__WHAT IS REQUIRED__. Using the listing below, copy every line that mentions "TokenizeError".

__SUPPLIED DATA__.
========================================
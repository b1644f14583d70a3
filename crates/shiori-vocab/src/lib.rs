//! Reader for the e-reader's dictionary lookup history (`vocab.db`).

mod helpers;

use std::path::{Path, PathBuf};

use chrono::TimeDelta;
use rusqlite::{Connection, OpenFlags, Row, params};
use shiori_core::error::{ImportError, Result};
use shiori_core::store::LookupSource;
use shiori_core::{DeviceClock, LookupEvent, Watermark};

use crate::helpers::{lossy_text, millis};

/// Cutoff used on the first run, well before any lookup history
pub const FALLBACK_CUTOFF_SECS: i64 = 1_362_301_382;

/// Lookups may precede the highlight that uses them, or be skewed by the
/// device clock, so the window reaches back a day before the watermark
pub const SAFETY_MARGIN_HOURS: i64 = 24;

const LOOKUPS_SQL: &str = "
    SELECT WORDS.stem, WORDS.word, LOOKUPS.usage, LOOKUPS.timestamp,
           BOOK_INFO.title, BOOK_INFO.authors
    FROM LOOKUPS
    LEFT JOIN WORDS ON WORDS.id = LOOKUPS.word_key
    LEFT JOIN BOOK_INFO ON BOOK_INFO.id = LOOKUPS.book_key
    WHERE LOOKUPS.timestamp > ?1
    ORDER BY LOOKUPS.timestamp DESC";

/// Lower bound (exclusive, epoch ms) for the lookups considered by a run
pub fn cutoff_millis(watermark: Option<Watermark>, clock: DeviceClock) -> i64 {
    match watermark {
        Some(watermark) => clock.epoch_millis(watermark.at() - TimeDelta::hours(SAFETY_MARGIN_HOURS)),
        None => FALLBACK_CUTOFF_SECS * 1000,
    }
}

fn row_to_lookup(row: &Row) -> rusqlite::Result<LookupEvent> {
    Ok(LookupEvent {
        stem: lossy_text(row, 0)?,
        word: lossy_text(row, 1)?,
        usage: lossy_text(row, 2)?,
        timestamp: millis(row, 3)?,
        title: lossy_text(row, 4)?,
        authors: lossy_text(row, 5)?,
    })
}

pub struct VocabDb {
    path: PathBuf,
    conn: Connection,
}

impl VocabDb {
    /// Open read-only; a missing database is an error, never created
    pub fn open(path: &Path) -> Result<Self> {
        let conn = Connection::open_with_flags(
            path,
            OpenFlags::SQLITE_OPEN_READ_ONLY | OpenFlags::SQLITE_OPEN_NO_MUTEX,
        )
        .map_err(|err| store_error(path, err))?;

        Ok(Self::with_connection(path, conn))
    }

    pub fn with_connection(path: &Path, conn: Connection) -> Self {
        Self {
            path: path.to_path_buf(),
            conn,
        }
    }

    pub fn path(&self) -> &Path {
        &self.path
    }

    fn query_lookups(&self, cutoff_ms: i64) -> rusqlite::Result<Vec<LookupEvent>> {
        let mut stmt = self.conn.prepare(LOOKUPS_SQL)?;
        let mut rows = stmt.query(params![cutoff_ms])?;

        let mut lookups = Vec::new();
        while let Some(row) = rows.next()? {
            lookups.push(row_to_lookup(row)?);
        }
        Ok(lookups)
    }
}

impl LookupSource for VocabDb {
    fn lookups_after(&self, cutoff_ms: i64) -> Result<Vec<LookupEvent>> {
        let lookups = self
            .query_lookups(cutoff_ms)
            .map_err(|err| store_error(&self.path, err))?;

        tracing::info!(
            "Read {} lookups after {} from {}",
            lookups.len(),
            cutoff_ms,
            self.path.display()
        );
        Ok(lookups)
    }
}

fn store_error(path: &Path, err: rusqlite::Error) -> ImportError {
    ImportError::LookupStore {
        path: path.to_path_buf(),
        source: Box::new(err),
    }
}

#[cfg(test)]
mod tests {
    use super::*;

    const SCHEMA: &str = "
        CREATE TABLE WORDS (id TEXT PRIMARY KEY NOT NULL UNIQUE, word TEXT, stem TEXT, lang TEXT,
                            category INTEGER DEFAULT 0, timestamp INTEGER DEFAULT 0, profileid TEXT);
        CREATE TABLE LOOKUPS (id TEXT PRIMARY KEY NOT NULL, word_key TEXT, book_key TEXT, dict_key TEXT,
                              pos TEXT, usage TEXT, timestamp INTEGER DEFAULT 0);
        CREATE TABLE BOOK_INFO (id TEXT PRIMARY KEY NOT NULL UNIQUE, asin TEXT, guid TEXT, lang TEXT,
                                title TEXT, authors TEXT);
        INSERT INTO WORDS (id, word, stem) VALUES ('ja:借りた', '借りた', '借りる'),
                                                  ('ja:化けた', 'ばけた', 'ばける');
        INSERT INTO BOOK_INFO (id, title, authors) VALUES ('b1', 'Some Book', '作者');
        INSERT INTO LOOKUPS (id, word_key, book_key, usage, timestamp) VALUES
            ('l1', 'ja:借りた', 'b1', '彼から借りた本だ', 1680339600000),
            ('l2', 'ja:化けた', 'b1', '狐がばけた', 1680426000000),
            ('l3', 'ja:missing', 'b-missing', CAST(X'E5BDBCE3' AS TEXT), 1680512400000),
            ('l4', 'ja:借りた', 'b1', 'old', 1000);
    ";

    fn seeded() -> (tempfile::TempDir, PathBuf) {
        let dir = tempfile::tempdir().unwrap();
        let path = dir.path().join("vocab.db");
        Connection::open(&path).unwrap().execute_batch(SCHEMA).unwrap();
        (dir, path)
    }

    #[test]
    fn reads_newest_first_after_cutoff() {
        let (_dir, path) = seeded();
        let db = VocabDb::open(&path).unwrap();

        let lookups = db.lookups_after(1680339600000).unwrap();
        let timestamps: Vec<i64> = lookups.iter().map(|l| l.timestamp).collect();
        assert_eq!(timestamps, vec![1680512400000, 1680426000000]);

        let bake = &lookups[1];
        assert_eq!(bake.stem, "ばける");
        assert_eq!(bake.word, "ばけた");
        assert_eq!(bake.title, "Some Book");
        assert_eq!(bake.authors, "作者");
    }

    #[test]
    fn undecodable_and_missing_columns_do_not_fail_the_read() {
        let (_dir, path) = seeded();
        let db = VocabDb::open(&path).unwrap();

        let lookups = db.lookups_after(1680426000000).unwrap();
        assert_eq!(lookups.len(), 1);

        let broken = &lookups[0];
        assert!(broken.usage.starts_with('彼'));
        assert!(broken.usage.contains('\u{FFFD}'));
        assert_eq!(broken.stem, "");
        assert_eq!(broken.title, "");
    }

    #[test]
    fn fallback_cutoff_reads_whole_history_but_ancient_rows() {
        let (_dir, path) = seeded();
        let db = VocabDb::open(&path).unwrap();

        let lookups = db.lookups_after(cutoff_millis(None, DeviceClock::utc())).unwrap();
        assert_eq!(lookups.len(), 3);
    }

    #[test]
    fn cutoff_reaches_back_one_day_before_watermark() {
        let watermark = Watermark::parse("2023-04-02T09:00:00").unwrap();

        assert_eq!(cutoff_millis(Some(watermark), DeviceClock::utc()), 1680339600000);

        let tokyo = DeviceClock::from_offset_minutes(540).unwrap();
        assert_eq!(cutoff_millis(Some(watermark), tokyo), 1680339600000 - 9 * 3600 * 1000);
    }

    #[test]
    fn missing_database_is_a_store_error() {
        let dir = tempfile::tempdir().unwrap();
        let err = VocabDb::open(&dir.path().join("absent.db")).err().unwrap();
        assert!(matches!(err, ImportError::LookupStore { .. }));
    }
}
========================================
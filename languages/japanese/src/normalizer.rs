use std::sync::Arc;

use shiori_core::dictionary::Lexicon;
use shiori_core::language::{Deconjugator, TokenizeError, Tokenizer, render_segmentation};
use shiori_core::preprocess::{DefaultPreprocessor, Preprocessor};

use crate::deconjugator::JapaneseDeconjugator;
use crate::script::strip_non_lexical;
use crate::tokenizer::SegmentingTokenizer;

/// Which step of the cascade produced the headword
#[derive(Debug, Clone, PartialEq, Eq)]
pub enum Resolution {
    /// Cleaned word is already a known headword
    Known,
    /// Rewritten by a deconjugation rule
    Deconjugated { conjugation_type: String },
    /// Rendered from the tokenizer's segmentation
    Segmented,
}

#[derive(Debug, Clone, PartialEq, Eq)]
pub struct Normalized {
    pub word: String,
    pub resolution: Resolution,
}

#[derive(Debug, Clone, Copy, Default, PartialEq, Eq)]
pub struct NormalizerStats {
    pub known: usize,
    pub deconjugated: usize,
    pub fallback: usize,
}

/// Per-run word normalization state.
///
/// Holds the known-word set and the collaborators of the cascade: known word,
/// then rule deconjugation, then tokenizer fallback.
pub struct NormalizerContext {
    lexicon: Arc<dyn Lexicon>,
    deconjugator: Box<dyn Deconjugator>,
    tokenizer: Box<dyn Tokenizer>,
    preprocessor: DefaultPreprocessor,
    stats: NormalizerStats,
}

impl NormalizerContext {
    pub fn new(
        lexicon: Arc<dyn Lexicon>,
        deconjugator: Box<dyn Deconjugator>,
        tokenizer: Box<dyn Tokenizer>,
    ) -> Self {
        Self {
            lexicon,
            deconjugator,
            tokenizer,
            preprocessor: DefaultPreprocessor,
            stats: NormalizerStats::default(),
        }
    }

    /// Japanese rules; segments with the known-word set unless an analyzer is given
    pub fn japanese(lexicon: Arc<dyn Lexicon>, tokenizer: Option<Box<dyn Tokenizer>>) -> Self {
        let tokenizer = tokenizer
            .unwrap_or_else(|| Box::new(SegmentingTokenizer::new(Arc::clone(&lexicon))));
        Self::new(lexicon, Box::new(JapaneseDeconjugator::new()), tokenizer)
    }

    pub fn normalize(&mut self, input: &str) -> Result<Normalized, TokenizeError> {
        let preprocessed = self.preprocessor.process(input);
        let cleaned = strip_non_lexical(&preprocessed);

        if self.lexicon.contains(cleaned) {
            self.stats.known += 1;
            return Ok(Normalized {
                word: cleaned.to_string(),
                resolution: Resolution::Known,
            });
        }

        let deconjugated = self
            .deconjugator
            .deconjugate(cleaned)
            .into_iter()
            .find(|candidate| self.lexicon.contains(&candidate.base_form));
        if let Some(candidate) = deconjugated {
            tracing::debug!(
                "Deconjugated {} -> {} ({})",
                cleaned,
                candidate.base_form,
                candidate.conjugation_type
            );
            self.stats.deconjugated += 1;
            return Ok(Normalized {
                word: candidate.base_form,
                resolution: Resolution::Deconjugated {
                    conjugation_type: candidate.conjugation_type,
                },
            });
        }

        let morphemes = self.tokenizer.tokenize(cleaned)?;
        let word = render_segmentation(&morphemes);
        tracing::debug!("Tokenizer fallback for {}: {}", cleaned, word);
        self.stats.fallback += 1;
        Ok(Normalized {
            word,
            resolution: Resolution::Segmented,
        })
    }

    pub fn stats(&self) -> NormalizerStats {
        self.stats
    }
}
========================================
__RESPONSE AREA__.
use shiori_core::language::{Deconjugator, TokenizeError, Tokenizer, render_segmentation};
    pub fn normalize(&mut self, input: &str) -> Result<Normalized, TokenizeError> {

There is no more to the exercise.